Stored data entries
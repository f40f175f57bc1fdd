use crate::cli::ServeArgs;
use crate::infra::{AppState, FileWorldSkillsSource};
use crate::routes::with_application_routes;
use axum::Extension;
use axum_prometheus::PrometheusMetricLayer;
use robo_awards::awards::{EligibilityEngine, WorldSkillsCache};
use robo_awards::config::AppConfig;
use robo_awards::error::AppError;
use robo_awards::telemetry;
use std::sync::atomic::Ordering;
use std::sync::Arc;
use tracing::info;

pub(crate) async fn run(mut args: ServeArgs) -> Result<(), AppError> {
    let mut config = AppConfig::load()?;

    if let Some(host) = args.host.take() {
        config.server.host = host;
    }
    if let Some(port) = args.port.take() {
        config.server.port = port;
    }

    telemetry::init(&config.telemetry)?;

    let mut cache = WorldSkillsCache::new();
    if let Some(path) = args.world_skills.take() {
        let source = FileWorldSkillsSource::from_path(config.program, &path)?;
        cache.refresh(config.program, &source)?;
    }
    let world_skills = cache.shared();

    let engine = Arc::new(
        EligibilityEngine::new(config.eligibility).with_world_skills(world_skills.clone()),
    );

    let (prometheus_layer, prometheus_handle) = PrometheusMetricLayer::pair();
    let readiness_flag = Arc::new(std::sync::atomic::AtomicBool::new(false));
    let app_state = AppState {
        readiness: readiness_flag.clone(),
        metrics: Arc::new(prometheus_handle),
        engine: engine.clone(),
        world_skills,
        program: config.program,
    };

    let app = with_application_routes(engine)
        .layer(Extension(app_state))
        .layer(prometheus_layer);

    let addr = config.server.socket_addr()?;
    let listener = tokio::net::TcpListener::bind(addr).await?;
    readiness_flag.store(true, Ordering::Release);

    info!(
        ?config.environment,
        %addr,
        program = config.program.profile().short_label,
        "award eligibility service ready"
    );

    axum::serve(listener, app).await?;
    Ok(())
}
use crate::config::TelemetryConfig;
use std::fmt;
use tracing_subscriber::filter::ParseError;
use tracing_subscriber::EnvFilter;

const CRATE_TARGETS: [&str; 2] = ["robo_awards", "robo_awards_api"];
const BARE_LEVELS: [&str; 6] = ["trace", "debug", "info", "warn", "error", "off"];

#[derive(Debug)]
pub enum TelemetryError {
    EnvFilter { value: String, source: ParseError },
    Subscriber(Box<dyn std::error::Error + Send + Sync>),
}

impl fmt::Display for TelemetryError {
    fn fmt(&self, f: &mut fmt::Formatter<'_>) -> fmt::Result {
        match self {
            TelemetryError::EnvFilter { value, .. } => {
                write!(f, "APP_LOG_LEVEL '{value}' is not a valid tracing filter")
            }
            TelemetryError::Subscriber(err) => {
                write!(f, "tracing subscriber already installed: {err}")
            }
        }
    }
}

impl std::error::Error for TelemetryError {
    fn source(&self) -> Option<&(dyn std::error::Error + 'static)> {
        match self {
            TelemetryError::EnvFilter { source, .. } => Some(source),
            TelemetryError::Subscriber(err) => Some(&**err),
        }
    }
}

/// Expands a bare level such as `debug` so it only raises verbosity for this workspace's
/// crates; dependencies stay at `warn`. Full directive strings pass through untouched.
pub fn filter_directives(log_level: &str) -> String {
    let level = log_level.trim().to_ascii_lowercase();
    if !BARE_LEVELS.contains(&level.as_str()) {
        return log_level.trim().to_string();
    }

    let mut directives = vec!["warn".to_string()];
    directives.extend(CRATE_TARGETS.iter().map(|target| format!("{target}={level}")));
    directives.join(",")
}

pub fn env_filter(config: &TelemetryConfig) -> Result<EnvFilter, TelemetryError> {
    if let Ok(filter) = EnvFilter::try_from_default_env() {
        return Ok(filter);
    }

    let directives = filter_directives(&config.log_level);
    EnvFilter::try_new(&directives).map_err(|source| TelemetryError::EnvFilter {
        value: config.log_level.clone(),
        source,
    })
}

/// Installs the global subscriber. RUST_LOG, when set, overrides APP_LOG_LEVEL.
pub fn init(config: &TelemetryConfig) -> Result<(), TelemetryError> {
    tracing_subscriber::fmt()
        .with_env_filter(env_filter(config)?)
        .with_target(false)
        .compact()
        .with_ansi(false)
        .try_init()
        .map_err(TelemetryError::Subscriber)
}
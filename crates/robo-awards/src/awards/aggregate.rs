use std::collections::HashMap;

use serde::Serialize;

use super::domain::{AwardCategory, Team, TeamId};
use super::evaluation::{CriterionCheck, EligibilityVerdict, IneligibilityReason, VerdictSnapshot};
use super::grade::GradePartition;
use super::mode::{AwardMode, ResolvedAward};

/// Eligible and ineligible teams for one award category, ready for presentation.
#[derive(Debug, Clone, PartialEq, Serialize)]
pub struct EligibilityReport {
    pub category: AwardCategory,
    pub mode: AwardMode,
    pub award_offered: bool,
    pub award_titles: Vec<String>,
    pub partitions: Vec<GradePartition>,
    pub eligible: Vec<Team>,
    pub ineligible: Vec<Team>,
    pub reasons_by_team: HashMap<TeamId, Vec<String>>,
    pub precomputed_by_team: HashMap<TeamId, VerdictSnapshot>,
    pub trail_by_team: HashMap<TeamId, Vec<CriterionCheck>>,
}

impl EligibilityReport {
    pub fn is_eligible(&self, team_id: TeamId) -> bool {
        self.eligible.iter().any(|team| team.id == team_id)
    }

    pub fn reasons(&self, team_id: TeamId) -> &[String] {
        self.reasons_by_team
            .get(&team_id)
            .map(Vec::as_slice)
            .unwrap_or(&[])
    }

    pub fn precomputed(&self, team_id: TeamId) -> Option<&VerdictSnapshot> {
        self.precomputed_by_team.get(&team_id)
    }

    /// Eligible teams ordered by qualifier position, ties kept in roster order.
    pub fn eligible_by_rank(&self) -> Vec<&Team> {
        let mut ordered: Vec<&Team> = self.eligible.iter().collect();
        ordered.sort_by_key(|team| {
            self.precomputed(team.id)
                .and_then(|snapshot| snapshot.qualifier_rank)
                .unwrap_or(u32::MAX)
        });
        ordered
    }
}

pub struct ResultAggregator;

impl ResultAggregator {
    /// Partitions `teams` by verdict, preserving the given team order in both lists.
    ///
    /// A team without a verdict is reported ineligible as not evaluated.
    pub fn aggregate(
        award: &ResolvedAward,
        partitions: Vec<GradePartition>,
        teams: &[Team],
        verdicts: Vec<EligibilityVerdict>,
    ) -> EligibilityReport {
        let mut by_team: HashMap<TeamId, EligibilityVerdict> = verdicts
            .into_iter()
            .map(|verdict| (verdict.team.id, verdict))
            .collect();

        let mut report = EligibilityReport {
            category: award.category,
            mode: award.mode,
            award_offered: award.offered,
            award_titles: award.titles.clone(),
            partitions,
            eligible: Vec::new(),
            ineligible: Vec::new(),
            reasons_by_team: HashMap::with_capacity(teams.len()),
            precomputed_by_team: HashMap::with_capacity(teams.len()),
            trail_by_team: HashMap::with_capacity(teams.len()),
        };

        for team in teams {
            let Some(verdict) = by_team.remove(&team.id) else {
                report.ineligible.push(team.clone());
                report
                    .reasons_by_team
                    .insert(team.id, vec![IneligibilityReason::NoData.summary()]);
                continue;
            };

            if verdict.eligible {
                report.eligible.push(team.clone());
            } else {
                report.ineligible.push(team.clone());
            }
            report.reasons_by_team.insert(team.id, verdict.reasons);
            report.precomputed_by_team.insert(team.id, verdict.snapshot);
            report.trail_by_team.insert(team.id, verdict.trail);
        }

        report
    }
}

[Work instruction]: Having read the entries above, restate them all word for word.

[Result of the task]:
repository f40f175f57bc1fdd
use crate::cli::ServeArgs;
use crate::infra::{AppState, FileWorldSkillsSource};
use crate::routes::with_application_routes;
use axum::Extension;
use axum_prometheus::PrometheusMetricLayer;
use robo_awards::awards::{EligibilityEngine, WorldSkillsCache};
use robo_awards::config::AppConfig;
use robo_awards::error::AppError;
use robo_awards::telemetry;
use std::sync::atomic::Ordering;
use std::sync::Arc;
use tracing::info;

pub(crate) async fn run(mut args: ServeArgs) -> Result<(), AppError> {
    let mut config = AppConfig::load()?;

    if let Some(host) = args.host.take() {
        config.server.host = host;
    }
    if let Some(port) = args.port.take() {
        config.server.port = port;
    }

    telemetry::init(&config.telemetry)?;

    let mut cache = WorldSkillsCache::new();
    if let Some(path) = args.world_skills.take() {
        let source = FileWorldSkillsSource::from_path(config.program, &path)?;
        cache.refresh(config.program, &source)?;
    }
    let world_skills = cache.shared();

    let engine = Arc::new(
        EligibilityEngine::new(config.eligibility).with_world_skills(world_skills.clone()),
    );

    let (prometheus_layer, prometheus_handle) = PrometheusMetricLayer::pair();
    let readiness_flag = Arc::new(std::sync::atomic::AtomicBool::new(false));
    let app_state = AppState {
        readiness: readiness_flag.clone(),
        metrics: Arc::new(prometheus_handle),
        engine: engine.clone(),
        world_skills,
        program: config.program,
    };

    let app = with_application_routes(engine)
        .layer(Extension(app_state))
        .layer(prometheus_layer);

    let addr = config.server.socket_addr()?;
    let listener = tokio::net::TcpListener::bind(addr).await?;
    readiness_flag.store(true, Ordering::Release);

    info!(
        ?config.environment,
        %addr,
        program = config.program.profile().short_label,
        "award eligibility service ready"
    );

    axum::serve(listener, app).await?;
    Ok(())
}
use crate::config::TelemetryConfig;
use std::fmt;
use tracing_subscriber::filter::ParseError;
use tracing_subscriber::EnvFilter;

const CRATE_TARGETS: [&str; 2] = ["robo_awards", "robo_awards_api"];
const BARE_LEVELS: [&str; 6] = ["trace", "debug", "info", "warn", "error", "off"];

#[derive(Debug)]
pub enum TelemetryError {
    EnvFilter { value: String, source: ParseError },
    Subscriber(Box<dyn std::error::Error + Send + Sync>),
}

impl fmt::Display for TelemetryError {
    fn fmt(&self, f: &mut fmt::Formatter<'_>) -> fmt::Result {
        match self {
            TelemetryError::EnvFilter { value, .. } => {
                write!(f, "APP_LOG_LEVEL '{value}' is not a valid tracing filter")
            }
            TelemetryError::Subscriber(err) => {
                write!(f, "tracing subscriber already installed: {err}")
            }
        }
    }
}

impl std::error::Error for TelemetryError {
    fn source(&self) -> Option<&(dyn std::error::Error + 'static)> {
        match self {
            TelemetryError::EnvFilter { source, .. } => Some(source),
            TelemetryError::Subscriber(err) => Some(&**err),
        }
    }
}

/// Expands a bare level such as `debug` so it only raises verbosity for this workspace's
/// crates; dependencies stay at `warn`. Full directive strings pass through untouched.
pub fn filter_directives(log_level: &str) -> String {
    let level = log_level.trim().to_ascii_lowercase();
    if !BARE_LEVELS.contains(&level.as_str()) {
        return log_level.trim().to_string();
    }

    let mut directives = vec!["warn".to_string()];
    directives.extend(CRATE_TARGETS.iter().map(|target| format!("{target}={level}")));
    directives.join(",")
}

pub fn env_filter(config: &TelemetryConfig) -> Result<EnvFilter, TelemetryError> {
    if let Ok(filter) = EnvFilter::try_from_default_env() {
        return Ok(filter);
    }

    let directives = filter_directives(&config.log_level);
    EnvFilter::try_new(&directives).map_err(|source| TelemetryError::EnvFilter {
        value: config.log_level.clone(),
        source,
    })
}

/// Installs the global subscriber. RUST_LOG, when set, overrides APP_LOG_LEVEL.
pub fn init(config: &TelemetryConfig) -> Result<(), TelemetryError> {
    tracing_subscriber::fmt()
        .with_env_filter(env_filter(config)?)
        .with_target(false)
        .compact()
        .with_ansi(false)
        .try_init()
        .map_err(TelemetryError::Subscriber)
}
filename crates/robo-awards/src/awards/aggregate.rs
use std::collections::HashMap;

use serde::Serialize;

use super::domain::{AwardCategory, Team, TeamId};
use super::evaluation::{CriterionCheck, EligibilityVerdict, IneligibilityReason, VerdictSnapshot};
use super::grade::GradePartition;
use super::mode::{AwardMode, ResolvedAward};

/// Eligible and ineligible teams for one award category, ready for presentation.
#[derive(Debug, Clone, PartialEq, Serialize)]
pub struct EligibilityReport {
    pub category: AwardCategory,
    pub mode: AwardMode,
    pub award_offered: bool,
    pub award_titles: Vec<String>,
    pub partitions: Vec<GradePartition>,
    pub eligible: Vec<Team>,
    pub ineligible: Vec<Team>,
    pub reasons_by_team: HashMap<TeamId, Vec<String>>,
    pub precomputed_by_team: HashMap<TeamId, VerdictSnapshot>,
    pub trail_by_team: HashMap<TeamId, Vec<CriterionCheck>>,
}

impl EligibilityReport {
    pub fn is_eligible(&self, team_id: TeamId) -> bool {
        self.eligible.iter().any(|team| team.id == team_id)
    }

    pub fn reasons(&self, team_id: TeamId) -> &[String] {
        self.reasons_by_team
            .get(&team_id)
            .map(Vec::as_slice)
            .unwrap_or(&[])
    }

    pub fn precomputed(&self, team_id: TeamId) -> Option<&VerdictSnapshot> {
        self.precomputed_by_team.get(&team_id)
    }

    /// Eligible teams ordered by qualifier position, ties kept in roster order.
    pub fn eligible_by_rank(&self) -> Vec<&Team> {
        let mut ordered: Vec<&Team> = self.eligible.iter().collect();
        ordered.sort_by_key(|team| {
            self.precomputed(team.id)
                .and_then(|snapshot| snapshot.qualifier_rank)
                .unwrap_or(u32::MAX)
        });
        ordered
    }
}

pub struct ResultAggregator;

impl ResultAggregator {
    /// Partitions `teams` by verdict, preserving the given team order in both lists.
    ///
    /// A team without a verdict is reported ineligible as not evaluated.
    pub fn aggregate(
        award: &ResolvedAward,
        partitions: Vec<GradePartition>,
        teams: &[Team],
        verdicts: Vec<EligibilityVerdict>,
    ) -> EligibilityReport {
        let mut by_team: HashMap<TeamId, EligibilityVerdict> = verdicts
            .into_iter()
            .map(|verdict| (verdict.team.id, verdict))
            .collect();

        let mut report = EligibilityReport {
            category: award.category,
            mode: award.mode,
            award_offered: award.offered,
            award_titles: award.titles.clone(),
            partitions,
            eligible: Vec::new(),
            ineligible: Vec::new(),
            reasons_by_team: HashMap::with_capacity(teams.len()),
            precomputed_by_team: HashMap::with_capacity(teams.len()),
            trail_by_team: HashMap::with_capacity(teams.len()),
        };

        for team in teams {
            let Some(verdict) = by_team.remove(&team.id) else {
                report.ineligible.push(team.clone());
                report
                    .reasons_by_team
                    .insert(team.id, vec![IneligibilityReason::NoData.summary()]);
                continue;
            };

            if verdict.eligible {
                report.eligible.push(team.clone());
            } else {
                report.ineligible.push(team.clone());
            }
            report.reasons_by_team.insert(team.id, verdict.reasons);
            report.precomputed_by_team.insert(team.id, verdict.snapshot);
            report.trail_by_team.insert(team.id, verdict.trail);
        }

        report
    }
}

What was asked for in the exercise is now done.